● Dataset entries
use serde_json::Value;

/// Result of a submit attempt as seen by the user
#[derive(Debug, Clone, PartialEq)]
pub enum SubmissionOutcome {
    /// The portal accepted the request; the form has been reset
    Accepted,
    /// The portal answered with a non-success status; the form is unchanged
    Rejected { status: u16, error: Option<Value> },
    /// No response was obtained; the form is unchanged
    ConnectionFailed { reason: String },
}

impl SubmissionOutcome {
    pub fn is_accepted(&self) -> bool {
        matches!(self, SubmissionOutcome::Accepted)
    }
}

#[cfg(test)]
mod tests {
    use super::*;

    #[test]
    fn test_is_accepted() {
        assert!(SubmissionOutcome::Accepted.is_accepted());
        assert!(!SubmissionOutcome::Rejected {
            status: 422,
            error: None
        }
        .is_accepted());
        assert!(!SubmissionOutcome::ConnectionFailed {
            reason: "refused".to_string()
        }
        .is_accepted());
    }
}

● Your task
Set down the data above once more so that nothing differs from the original.

● Completed exercise
use serde_json::Value;

/// Result of a submit attempt as seen by the user
#[derive(Debug, Clone, PartialEq)]
pub enum SubmissionOutcome {
    /// The portal accepted the request; the form has been reset
    Accepted,
    /// The portal answered with a non-success status; the form is unchanged
    Rejected { status: u16, error: Option<Value> },
    /// No response was obtained; the form is unchanged
    ConnectionFailed { reason: String },
}

impl SubmissionOutcome {
    pub fn is_accepted(&self) -> bool {
        matches!(self, SubmissionOutcome::Accepted)
    }
}

#[cfg(test)]
mod tests {
    use super::*;

    #[test]
    fn test_is_accepted() {
        assert!(SubmissionOutcome::Accepted.is_accepted());
        assert!(!SubmissionOutcome::Rejected {
            status: 422,
            error: None
        }
        .is_accepted());
        assert!(!SubmissionOutcome::ConnectionFailed {
            reason: "refused".to_string()
        }
        .is_accepted());
    }
}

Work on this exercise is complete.